Coronavirus, i numeri in chiaro. L’infettivologa Taliani: «Non fatevi ingannare dai dati. È cambiato il modo di cercare i positivi»

I nuovi contagi restano sopra quota 1.500. Ma la professoressa dell’Università La Sapienza predica calma: «Fino a poche settimane fa non testavamo così tanti soggetti nelle città. E ora i malati, a parità di sintomi, vanno di più in ospedale»

Da poco meno di due settimane siamo ormai stabilmente attorno a quota 1.500 nuovi casi di Coronavirus al giorno. Oggi, l’incremento giornaliero dei positivi è pari a 1.501 nuove infezioni, ieri i contagi erano stati 1.616, due giorni fa 1.597. Bisogna tornare all’inizio del mese per trovare – a parità di tamponi – un totale inferiore a quota 1.000. Però, secondo la professoressa Gloria Taliani, l’aumento è dovuto semplicemente al fatto che «ne cerchiamo di più».


«Se guardiamo un altro dato – continua Taliani – che è quello del rapporto tra i positivi e il numero dei tamponi effettuati nelle persone mai testate prima, è costante. Ed è quello il vero elemento di valutazione, perché se abbiamo un numero di positivi sul numero dei testati che è costante, il fatto che sono aumentati i dati vuole dire solo che è aumentato quello dei soggetti testati.
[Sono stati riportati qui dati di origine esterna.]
use super::*;
use crate::{
    render::{PictureCache, RenderSystem},
    sim::{CityModel, Construction, InfoBox, InfoBoxHost, LandOverlay, OverlayStore, Walker, WalkerPictureList},
    utils::{Size, coords::ScreenPoint},
};

// ----------------------------------------------
// Pictures
// ----------------------------------------------

pub const GROUND_PICTURE: PictureHandle = PictureHandle::from_index(1);
pub const CLEARED_LAND_PICTURE: PictureHandle = PictureHandle::from_index(2);
pub const TREE_PICTURE: PictureHandle = PictureHandle::from_index(3);

pub struct TestPictureCache;

impl PictureCache for TestPictureCache {
    fn find_picture(&self, group: &str, index: u32) -> PictureHandle {
        match (group, index) {
            ("land1a", 1) => CLEARED_LAND_PICTURE,
            _ => PictureHandle::invalid(),
        }
    }
}

// ----------------------------------------------
// TestInfoBox / TestInfoBoxHost
// ----------------------------------------------

pub struct TestInfoBox {
    width: i32,
    position: ScreenPoint,
}

impl InfoBox for TestInfoBox {
    fn width(&self) -> i32 {
        self.width
    }

    fn position(&self) -> ScreenPoint {
        self.position
    }

    fn set_position(&mut self, position: ScreenPoint) {
        self.position = position;
    }
}

#[derive(Default)]
pub struct TestInfoBoxHost {
    pub info_boxes: Vec<Box<dyn InfoBox>>,
}

impl InfoBoxHost for TestInfoBoxHost {
    fn set_info_box(&mut self, info_box: Box<dyn InfoBox>) {
        self.info_boxes.push(info_box);
    }
}

// ----------------------------------------------
// TestOverlay
// ----------------------------------------------

#[derive(Clone)]
pub struct TestOverlay {
    pub master: Cell,
    pub size: i32,
    pub picture: PictureHandle,
    pub foregrounds: Vec<Option<PictureHandle>>,
    pub info_box_width: Option<i32>,
}

impl TestOverlay {
    pub fn new(master: Cell, size: i32, picture: PictureHandle) -> Self {
        Self { master, size, picture, foregrounds: Vec::new(), info_box_width: None }
    }
}

impl LandOverlay for TestOverlay {
    fn size(&self) -> i32 {
        self.size
    }

    fn master_cell(&self) -> Cell {
        self.master
    }

    fn picture(&self) -> PictureHandle {
        self.picture
    }

    fn foreground_pictures(&self) -> &[Option<PictureHandle>] {
        &self.foregrounds
    }

    fn make_info_box(&self) -> Option<Box<dyn InfoBox>> {
        self.info_box_width.map(|width| {
            Box::new(TestInfoBox { width, position: ScreenPoint::default() }) as Box<dyn InfoBox>
        })
    }
}

// ----------------------------------------------
// TestConstruction
// ----------------------------------------------

// Buildable on plain meadow only.
pub struct TestConstruction {
    pub size: i32,
    pub picture: PictureHandle,
}

impl TestConstruction {
    pub fn new(size: i32, picture: PictureHandle) -> Self {
        Self { size, picture }
    }
}

impl LandOverlay for TestConstruction {
    fn size(&self) -> i32 {
        self.size
    }

    fn master_cell(&self) -> Cell {
        Cell::zero()
    }

    fn picture(&self) -> PictureHandle {
        self.picture
    }
}

impl Construction for TestConstruction {
    fn can_build(&self, tilemap: &Tilemap, cell: Cell) -> bool {
        let footprint = Footprint::new(cell, self.size);
        if !footprint.is_within_bounds(tilemap.size()) {
            return false;
        }
        footprint.iter().all(|footprint_cell| {
            let terrain = tilemap.tile(footprint_cell).terrain();
            terrain.flags() == TerrainFlags::Meadow && terrain.overlay().is_none()
        })
    }
}

// Accepts any anchor, in bounds or not. Bounds are left to the caller.
pub struct AnywhereConstruction {
    pub size: i32,
    pub picture: PictureHandle,
}

impl LandOverlay for AnywhereConstruction {
    fn size(&self) -> i32 {
        self.size
    }

    fn master_cell(&self) -> Cell {
        Cell::zero()
    }

    fn picture(&self) -> PictureHandle {
        self.picture
    }
}

impl Construction for AnywhereConstruction {
    fn can_build(&self, _tilemap: &Tilemap, _cell: Cell) -> bool {
        true
    }
}

// ----------------------------------------------
// TestWalker
// ----------------------------------------------

pub struct TestWalker {
    pub cell: Cell,
    pub picture: PictureHandle,
}

impl TestWalker {
    pub fn new(cell: Cell, picture: PictureHandle) -> Self {
        Self { cell, picture }
    }
}

impl Walker for TestWalker {
    fn cell(&self) -> Cell {
        self.cell
    }

    fn subtile_pos(&self) -> (i32, i32) {
        (self.cell.i * 15 + 7, self.cell.j * 15 + 7)
    }

    fn pictures(&self, list: &mut WalkerPictureList) {
        list.push(Some(self.picture));
    }
}

// ----------------------------------------------
// TestCity
// ----------------------------------------------

#[derive(Copy, Clone, Debug, PartialEq, Eq)]
pub enum Commit {
    Build { cell: Cell, size: i32 },
    ClearLand { cell: Cell },
}

pub struct TestCity {
    pub tilemap: Tilemap,
    pub overlays: OverlayStore,
    pub walkers: Vec<TestWalker>,
    pub commits: Vec<Commit>,
}

impl TestCity {
    pub fn new(map_size: i32) -> Self {
        Self {
            tilemap: Tilemap::new(map_size, GROUND_PICTURE),
            overlays: OverlayStore::new(),
            walkers: Vec::new(),
            commits: Vec::new(),
        }
    }

    pub fn place_overlay(&mut self, overlay: TestOverlay, flags: TerrainFlags) -> OverlayKey {
        let footprint = overlay.footprint();
        let picture = overlay.picture;

        let key = self.overlays.insert(Box::new(overlay));
        assert!(self.tilemap.place_overlay(footprint, key, picture, flags));
        key
    }

    // Decoration with no overlay, like a tree or rock.
    pub fn place_decoration(&mut self, cell: Cell, picture: PictureHandle, flags: TerrainFlags) {
        self.tilemap.try_tile_mut(cell).unwrap().set_picture(picture);
        self.set_tile_flags(cell, flags);
    }

    pub fn set_tile_flags(&mut self, cell: Cell, flags: TerrainFlags) {
        let tile = self.tilemap.try_tile_mut(cell).unwrap();
        tile.terrain_mut().set_flags(TerrainFlags::all(), false);
        tile.terrain_mut().set_flags(flags, true);
    }
}

impl CityModel for TestCity {
    fn tilemap(&self) -> &Tilemap {
        &self.tilemap
    }

    fn overlay(&self, key: OverlayKey) -> Option<&dyn LandOverlay> {
        self.overlays.get(key)
    }

    fn visit_walkers(&self, visitor: &mut dyn FnMut(&dyn Walker)) {
        for walker in &self.walkers {
            visitor(walker);
        }
    }

    fn build(&mut self, construction: &dyn Construction, cell: Cell) {
        let overlay = TestOverlay::new(cell, construction.size(), construction.picture());
        self.place_overlay(overlay, TerrainFlags::Building);
        self.commits.push(Commit::Build { cell, size: construction.size() });
    }

    fn clear_land(&mut self, cell: Cell) {
        self.commits.push(Commit::ClearLand { cell });

        let Some(tile) = self.tilemap.try_tile(cell) else {
            return;
        };

        let footprint = match tile.terrain().overlay() {
            Some(OverlayRef::Placed(key)) => {
                match self.overlays.remove(key) {
                    Some(overlay) => overlay.footprint(),
                    None => Footprint::new(cell, 1),
                }
            }
            _ => Footprint::new(cell, 1),
        };

        self.tilemap.clear_footprint(footprint, CLEARED_LAND_PICTURE);
    }
}

// ----------------------------------------------
// RecordingRenderSystem
// ----------------------------------------------

pub struct RecordingRenderSystem {
    pub viewport: Size,
    pub draws: Vec<(PictureHandle, ScreenPoint)>,
}

impl RecordingRenderSystem {
    pub fn new(viewport: Size) -> Self {
        Self { viewport, draws: Vec::new() }
    }

    pub fn count(&self, picture: PictureHandle) -> usize {
        self.draws.iter().filter(|(drawn, _)| *drawn == picture).count()
    }

    // Index of the first draw of `picture`.
    pub fn first_draw(&self, picture: PictureHandle) -> Option<usize> {
        self.draws.iter().position(|(drawn, _)| *drawn == picture)
    }

    pub fn clear(&mut self) {
        self.draws.clear();
    }
}

impl RenderSystem for RecordingRenderSystem {
    fn viewport_size(&self) -> Size {
        self.viewport
    }

    fn draw_picture(&mut self, picture: PictureHandle, position: ScreenPoint) {
        self.draws.push((picture, position));
    }
}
Noi questa estate nelle città non li andavamo a cercare, semplicemente perché erano in altri luoghi in vacanza, dove l’abitudine al test non è quotidiana».


Però aumenta anche il numero di persone ricoverate in terapia intensiva. 

«Si, l’incremento sulle terapie intensive c’è, anche se è meno spiccato rispetto ai reparti di degenza. Di nuovo, se lei trova tracce di Coronavirus in una persona con pochi sintomi ma di una certa età, lo lascia a casa? Certo che no. Ma in linea di principio questo nuovo incremento significa soltanto che stiamo tornando al regime invernale di funzionamento del Paese, in cui i malati vanno in ospedale anziché stare a casa, anche a parità di sintomi».

Quindi anche il numero di persone ricoverate cresce perché aumentano i tamponi?

«Certo, il numero di tamponi effettuati sul numero di pazienti mai testati prima è aumentato – ed è in costante crescita. Ed è naturale, quindi, che aumenti anche il numero di pazienti positivi e il numero dei persone ricoverate».

Oggi la Lombardia ha di nuovo segnato l’incremento più alto. Possiamo dire che è ancora l’epicentro dell’epidemia?

«Secondo me no, per una semplice ragione. Ormai tutto il territorio nazionale è omologato in termini di probabilità che il virus – essendo penetrato in ogni regione – segua un suo iter. Non c’è più un epicentro specifico, ma una variabilità che è casuale. Il fatto che la Lombardia abbia più casi è semplicemente frutto della variazione dei numeri che è il dato costante».

Ma la Lombardia ha anche un numero di persone attualmente positive molto più alto rispetto ad altre regioni. È sbagliato pensare che ci sia un collegamento con l’aumento nei casi?

«Fondamentalmente il numero dei casi è in correlazione al numero degli abitanti. Quello che bisognerebbe guardare è il rapporto tra le persone che vivono nella stessa regione, quindi la frazione di positivi sul totale degli abitanti delle singole regioni. Complessivamente la Lombardia è all’1% sulla popolazione, il Piemonte è allo 0,7%, l’Emilia-Romagna all’0,7% e il Lazio alle 0,2%. In Lombardia effettivamente il tasso è elevato: è una regione molto popolosa, ma soprattutto ha una densità abitativa in aree ristrette in cui la circolazione del virus è elevata».

Perché si muore di meno rispetto a prima? 

«Perché si fa la diagnosi prima. L’aumento di morti durante il periodo tragico in cui abbiamo visto passare il virus era dovuto al fatto che i pazienti arrivavano in ospedale, non istruiti sul fatto che il virus potesse essere mortale, quando stavano molto male. Adesso invece arrivano presto. Anche se le terapie che abbiamo sono poche al momento, però ci sono terapie supportive, che prima si fanno, meglio funzionano. Non sono di grandissima potenza, ma tutte insieme, fatte precocemente, portano a un esito migliore. Quindi la severità della malattia oggi è il risultato di una diagnosi più precoce».

Da questo punto di vista fa meno paura.

«Se noi vogliamo parlare in termini di mortalità cruda e di mortalità su casi infettati, certo. È un dato costante. D’altra parte la ridotta percezione della gravità è in stretta connessione al fatto che le persone in giro tendono ad abbassare il livello di attenzione, non indossando la mascherina e non mantenendo le distanza di sicurezza».